La settimana scorsa abbiamo iniziato a chiederci perché non ci confessiamo più.  Uno degli aspetti che  evidentemente mette in crisi questo sacramento è che abbiamo perso il senso del peccato.  Confondiamo  i sensi di colpa, da cui ci liberiamo personalmente o andando da qualcuno, alle volte anche confessandoci,  per capirci ecco un esempio: “siccome sono stanco allora sono poco generoso”, dal peccato che invece  è un atto che ci divide da Dio, ci allontana dal suo amore. 

E’ la luce della fede che ci illumina sul peccato.  “E’ lo Spirito Santo che ci fa conoscere il peccato e noi siamo chiamati a riconoscerlo.  Riconoscerlo  non basta, siamo chiamati a “confessare” questo peccato per poter ricevere il perdono di Dio, che così  entra nella nostra coscienza nella misura in cui nasce in essa il pentimento, ossia la disponibilità a cambiare  quel comportamento che lo Spirito di Cristo mi rivela come peccato. 

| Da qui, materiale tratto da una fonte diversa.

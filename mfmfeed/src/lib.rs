//! RSS feed ingestion for MagicalFM
//!
//! This crate turns the show's RSS feed into the episode snapshot the
//! site serves from. It runs out of band (a maintainer or CI job runs
//! the `fetch_episodes` example), writes `episodes.json`, and the server
//! picks the new snapshot up on its next start.
//!
//! # Pipeline
//!
//! 1. [`FeedClient`] downloads and parses the feed
//! 2. [`ingest::build_snapshot`] normalizes every entry: ordinal out of
//!    the title, display title, Japanese publication date, audio URL,
//!    optional custom page path from [`CustomPathOverrides`]
//! 3. [`ingest::write_snapshot`] writes the pretty-printed JSON
//!
//! # Example
//!
//! ```no_run
//! use mfmfeed::{CustomPathOverrides, FeedClient};
//!
//! #[tokio::main]
//! async fn main() -> Result<(), Box<dyn std::error::Error>> {
//!     let client = FeedClient::new().await?;
//!     let episodes = client.fetch_episodes(&CustomPathOverrides::default()).await?;
//!     mfmfeed::ingest::write_snapshot(&episodes, "content/episodes.json")?;
//!     Ok(())
//! }
//! ```

pub mod client;
pub mod error;
pub mod ingest;

#[cfg(feature = "mfmconfig")]
pub mod config_ext;

// Re-exports
pub use client::{ClientBuilder, FeedClient, DEFAULT_FEED_URL};
pub use error::{Error, Result};
pub use ingest::{
    build_snapshot, episode_from_entry, extract_episode_number, normalize_title, write_snapshot,
    CustomPathOverrides,
};

#[cfg(feature = "mfmconfig")]
pub use config_ext::{FeedConfigExt, DEFAULT_CUSTOM_PATHS_FILE};
impl Clone for Config {
    fn clone(&self) -> Self {
        let data = self.data.lock().unwrap().clone();
        Self {
            config_dir: self.config_dir.clone(),
            path: self.path.clone(),
            data: Mutex::new(data),
        }
    }
}

impl Config {
    /// Finds a config directory by trying different locations in order
    fn find_config_dir(directory: &str) -> String {
        // 1. Try provided directory
        if !directory.is_empty() {
            return directory.to_string();
        }

        // 2. Try environment variable
        if let Ok(env_path) = env::var(ENV_CONFIG_DIR) {
            info!(env_var=ENV_CONFIG_DIR, path=%env_path, "Trying to load config from env");
            return env_path;
        }

        // 3. Try current directory
        if Path::new(".magicalfm").exists() {
            return ".magicalfm".to_string();
        }

        // 4. Try home directory
        if let Some(home) = home_dir() {
            let home_config = home.join(".magicalfm");
            if home_config.exists() {
                return home_config.to_string_lossy().to_string();
            }
        }

        // Default fallback
        ".magicalfm".to_string()
    }

    /// Validates and prepares a config directory
    fn validate_config_dir(path: &Path) -> Result<()> {
        // Create if doesn't exist
        if !path.exists() {
            fs::create_dir_all(path)?;
        }

        // Verify it's a directory
        if !path.is_dir() {
            return Err(anyhow!("The configured path is not a directory"));
        }

        // Test write permission
        let test_file = path.join(".write_test");
        fs::write(&test_file, b"test")?;
        fs::remove_file(&test_file)?;

        // Test read permission
        fs::read_dir(path)?;

        Ok(())
    }

    /// Determines and validates the configuration directory
    ///
    /// The directory is searched in the following order:
    /// 1. The provided `directory` parameter if not empty
    /// 2. The `MAGICALFM_CONFIG` environment variable
    /// 3. `.magicalfm` in the current directory
    /// 4. `.magicalfm` in the user's home directory
    ///
    /// The directory is created if it doesn't exist, and validated for read/write permissions.
    ///
    /// # Panics
    ///
    /// Panics if the directory cannot be created or validated
    pub fn config_dir(directory: &str) -> String {
        let dir_path = Self::find_config_dir(directory);
        let path = Path::new(&dir_path);

        Self::validate_config_dir(path).expect("Unable to validate the configuration directory");

        dir_path
    }

    /// Loads the configuration from the specified directory
    ///
    /// This method:
    /// 1. Determines the configuration directory
    /// 2. Loads the default embedded configuration
    /// 3. Merges it with the external config.yaml file if present
    /// 4. Applies environment variable overrides
    /// 5. Saves the merged configuration
    ///
    /// # Arguments
    ///
    /// * `directory` - The directory containing the config.yaml file, or empty to use defaults
    ///
    /// # Returns
    ///
    /// Returns a `Result` containing the loaded `Config` or an error
    pub fn load_config(directory: &str) -> Result<Self> {
        let config_dir = Self::config_dir(directory);
        info!(config_dir=%config_dir, "Using config directory");

        let config_file_path = Path::new(&config_dir).join("config.yaml");
        let path = config_file_path.to_string_lossy().to_string();

        // Load the embedded default configuration
        let mut default_value: Value = serde_yaml::from_str(DEFAULT_CONFIG)?;

        // Try to load the external configuration file
        let yaml_data = if let Ok(data) = fs::read(&path) {
            info!(config_file=%path, "Loaded config file");
            data
        } else {
            info!(config_file=%path, "Config file not found, using default embedded config");
            DEFAULT_CONFIG.as_bytes().to_vec()
        };

        // Merge with the default configuration
        let external_value: Value = serde_yaml::from_slice(&yaml_data)?;
        merge_yaml(&mut default_value, &external_value);
        let mut config_value = Self::lower_keys_value(default_value);

        // Apply overrides from environment variables
        Self::apply_env_overrides(&mut config_value);

        let config = Config {
            config_dir,
            path,
            data: Mutex::new(config_value),
        };

        // Persist the merged configuration
        config.save()?;
        Ok(config)
    }

    /// Saves the current configuration to the config.yaml file
    ///
    /// # Returns
    ///
    /// Returns a `Result` indicating success or failure
    pub fn save(&self) -> Result<()> {
        let data = self.data.lock().unwrap();
        let yaml = serde_yaml::to_string(&*data)?;
        fs::write(&self.path, yaml)?;
        Ok(())
    }

    /// Sets a configuration value at the specified path and saves it
    ///
    /// # Arguments
    ///
    /// * `path` - Array of keys representing the path (e.g., `&["host", "http_port"]`)
    /// * `value` - The YAML value to set
    ///
    /// # Returns
    ///
    /// Returns a `Result` indicating success or failure
    pub fn set_value(&self, path: &[&str], value: Value) -> Result<()> {
        let mut data = self.data.lock().unwrap();
        Self::set_value_internal(&mut data, path, value.clone())?;
        drop(data);
        self.save()?;
        Ok(())
    }

    fn set_value_internal(data: &mut Value, path: &[&str], value: Value) -> Result<()> {
        if path.is_empty() {
            *data = value;
            return Ok(());
        }
        if let Value::Mapping(map) = data {
            let key = path[0].to_lowercase();
            let key_value = Value::String(key.clone());
            if path.len() == 1 {
                map.insert(key_value, value);
            } else {
                let entry = map
                    .entry(key_value)
                    .or_insert(Value::Mapping(Mapping::new()));
                Self::set_value_internal(entry, &path[1..], value)?;
            }
            Ok(())
        } else {
            Err(anyhow!("Current node is not a map"))
        }
    }

    /// Gets a configuration value at the specified path
    ///
    /// # Arguments
    ///
    /// * `path` - Array of keys representing the path (e.g., `&["host", "http_port"]`)
    ///
    /// # Returns
    ///
    /// Returns a `Result` containing the YAML value or an error if the path doesn't exist
    pub fn get_value(&self, path: &[&str]) -> Result<Value> {
        let data = self.data.lock().unwrap();
        Self::get_value_internal(&data, path)
    }

    fn get_value_internal(data: &Value, path: &[&str]) -> Result<Value> {
        let mut current = data;
        for (i, key) in path.iter().enumerate() {
            if let Value::Mapping(map) = current {
                let key = key.to_lowercase();

                if let Some(next) = map.get(&Value::String(key)) {
                    current = next;
                } else {
                    return Err(anyhow!("Path {} does not exist", path[..=i].join(".")));
                }
            } else {
                return Err(anyhow!("Path {} is not a Config", path[..i].join(".")));
            }
        }
        Ok(current.clone())
    }

    fn apply_env_overrides(config: &mut Value) {
        for (key, value) in env::vars() {
            if key.starts_with(ENV_PREFIX) {
                let key_path = key
                    .trim_start_matches(ENV_PREFIX)
                    .split("__")
                    .collect::<Vec<_>>();
                let yaml_value = Self::convert_env_value(&value);
                let _ = Self::set_value_internal(config, &key_path, yaml_value);
            }
        }
    }

    fn convert_env_value(value: &str) -> Value {
        if let Ok(parsed) = serde_yaml::from_str::<Value>(value) {
            return parsed;
        }
        Value::String(value.to_string())
    }

    fn lower_keys_value(value: Value) -> Value {
        match value {
            Value::Mapping(map) => {
                let mut new_map = Mapping::new();
                for (k, v) in map {
                    if let Value::String(s) = k {
                        let new_key = Value::String(s.to_lowercase());
                        let new_val = Self::lower_keys_value(v);
                        new_map.insert(new_key, new_val);
                    } else {
                        new_map.insert(k, Self::lower_keys_value(v));
                    }
                }
                Value::Mapping(new_map)
            }
            Value::Sequence(seq) => {
                Value::Sequence(seq.into_iter().map(Self::lower_keys_value).collect())
            }
            _ => value,
        }
    }

    /// Resolves a relative or absolute path and creates the directory if needed
    fn resolve_and_create_dir(&self, dir_path: &str) -> Result<String> {
        let path = Path::new(dir_path);

        // Relative paths are resolved against the config directory
        let absolute_path = if path.is_absolute() {
            path.to_path_buf()
        } else {
            Path::new(&self.config_dir).join(path)
        };

        if !absolute_path.exists() {
            fs::create_dir_all(&absolute_path)?;
            info!(directory=%absolute_path.display(), "Created managed directory");
        }

        Ok(absolute_path.to_string_lossy().to_string())
    }

    /// Gets a directory managed by the configuration
    ///
    /// This generic method retrieves any directory configured in the YAML
    /// tree. The directory may be absolute or relative to the configuration
    /// directory. It is created if it doesn't exist.
    ///
    /// # Arguments
    ///
    /// * `path` - Path in the configuration tree (e.g., `&["content", "directory"]`)
    /// * `default` - Default directory name if not configured
    ///
    /// # Returns
    ///
    /// The absolute path of the directory, created if it didn't exist
    ///
    /// # Example
    ///
    /// ```no_run
    /// use mfmconfig::get_config;
    ///
    /// let config = get_config();
    /// let content_dir = config.get_managed_dir(&["content", "directory"], "content")?;
    /// println!("Content directory: {}", content_dir);
    /// # Ok::<(), anyhow::Error>(())
    /// ```
    pub fn get_managed_dir(&self, path: &[&str], default: &str) -> Result<String> {
        let dir_path = match self.get_value(path) {
            Ok(Value::String(s)) => s,
            _ => {
                self.set_managed_dir(path, default.to_string())?;
                default.to_string()
            }
        };
        self.resolve_and_create_dir(&dir_path)
    }

    /// Sets a directory managed by the configuration
    ///
    /// # Arguments
    ///
    /// * `path` - Path in the configuration tree (e.g., `&["content", "directory"]`)
    /// * `directory` - Directory path (absolute or relative to the config dir)
    pub fn set_managed_dir(&self, path: &[&str], directory: String) -> Result<()> {
        self.set_value(path, Value::String(directory))
    }

    /// Gets the content directory holding the site data files
    ///
    /// The redirect rules, episode snapshot and custom path overrides all
    /// live in this directory unless configured with absolute paths.
    ///
    /// # Returns
    ///
    /// The absolute path of the content directory, created if it didn't exist
    pub fn get_content_dir(&self) -> Result<String> {
        self.get_managed_dir(&["content", "directory"], DEFAULT_CONTENT_DIR)
    }

    /// Gets the base URL for the HTTP server
    ///
    /// Returns the configured base URL, or the localhost default if not configured.
    ///
    /// # Returns
    ///
    /// The base URL as a String
    pub fn get_base_url(&self) -> String {
        match self.get_value(&["host", "base_url"]) {
            Ok(Value::String(s)) if !s.is_empty() => s,
            Ok(_) => {
                tracing::warn!("Base URL is not a string or empty, using default localhost");
                DEFAULT_BASE_URL.to_string()
            }
            Err(err) => {
                tracing::warn!("Failed to get base URL: {}, using default localhost", err);
                DEFAULT_BASE_URL.to_string()
            }
        }
    }

    /// Gets the HTTP port from configuration
    ///
    /// Returns the configured HTTP port, or the default port (4321) if not configured or invalid.
    ///
    /// # Returns
    ///
    /// The HTTP port as a u16
    pub fn get_http_port(&self) -> u16 {
        match self.get_value(&["host", "http_port"]) {
            Ok(Value::Number(n)) if n.is_i64() => n.as_i64().unwrap() as u16,
            Ok(Value::String(s)) => match s.parse::<u16>() {
                Ok(port) => port,
                Err(_) => {
                    tracing::warn!(
                        "Invalid HTTP port '{}', using default {}",
                        s,
                        DEFAULT_HTTP_PORT
                    );
                    DEFAULT_HTTP_PORT
                }
            },
            Ok(_) => {
                tracing::warn!(
                    "HTTP port not a number or string, using default {}",
                    DEFAULT_HTTP_PORT
                );
                DEFAULT_HTTP_PORT
            }
            Err(err) => {
                tracing::warn!(
                    "Failed to get HTTP port: {}, using default {}",
                    err,
                    DEFAULT_HTTP_PORT
                );
                DEFAULT_HTTP_PORT
            }
        }
    }

    /// Sets the HTTP port in configuration
    ///
    /// # Arguments
    ///
    /// * `port` - The port number to set
    ///
    /// # Returns
    ///
    /// Returns a `Result` indicating success or failure
    pub fn set_http_port(&self, port: u16) -> Result<()> {
        let n = Number::from(port);
        self.set_value(&["host", "http_port"], Value::Number(n))
    }

    impl_bool_config!(
        get_log_enable_console,
        set_log_enable_console,
        &["host", "logger", "enable_console"],
        DEFAULT_LOG_ENABLE_CONSOLE
    );

    /// Gets the minimum log level from the configuration
    pub fn get_log_min_level(&self) -> Result<String> {
        match self.get_value(&["host", "logger", "min_level"])? {
            Value::String(s) => Ok(s),
            _ => Ok(DEFAULT_LOG_MIN_LEVEL.to_string()),
        }
    }

    /// Sets the minimum log level in the configuration
    pub fn set_log_min_level(&self, level: String) -> Result<()> {
        self.set_value(&["host", "logger", "min_level"], Value::String(level))
    }
}
//! Logging initialization from the site configuration
//!
//! The minimum level and console switch come from `config.yaml`
//! (`host.logger.min_level`, `host.logger.enable_console`); a `RUST_LOG`
//! environment variable overrides the configured level entirely.

use mfmconfig::get_config;
use tracing_subscriber::{
    EnvFilter, Registry, layer::SubscriberExt, util::SubscriberInitExt,
};

/// Install the global tracing subscriber
///
/// Call once, before anything logs. With the console disabled in the
/// configuration, the filter is still installed but no output layer is,
/// so log events go nowhere.
pub fn init_logging() {
    let config = get_config();

    let min_level = match config.get_log_min_level() {
        Ok(l) => l,
        Err(_) => "INFO".to_string(),
    };

    let enable_console = match config.get_log_enable_console() {
        Ok(b) => b,
        Err(_) => true,
    };

    let filter = EnvFilter::try_from_default_env().unwrap_or_else(|_| EnvFilter::new(min_level));

    let subscriber = Registry::default().with(filter);

    if enable_console {
        subscriber
            .with(
                tracing_subscriber::fmt::layer()
                    .with_target(true)
                    .with_level(true)
                    .with_ansi(true),
            )
            .init();
    } else {
        subscriber.init();
    }
}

Questo avviene appunto nella celebrazione  del Sacramento della Confessione.  Pertanto pentirsi dai peccati significa intraprendere un cammino  di conversione secondo l’ammonimento di San Pietro:” Pentitevi e cambiate vita, perché siano cancellati  i vostri peccati” (Atti 3,19).  Il pentimento non è, dunque, un semplice sentimento, ma è la volontà di  lasciare la via del peccato, per entrare nella via della grazia in amicizia con Cristo.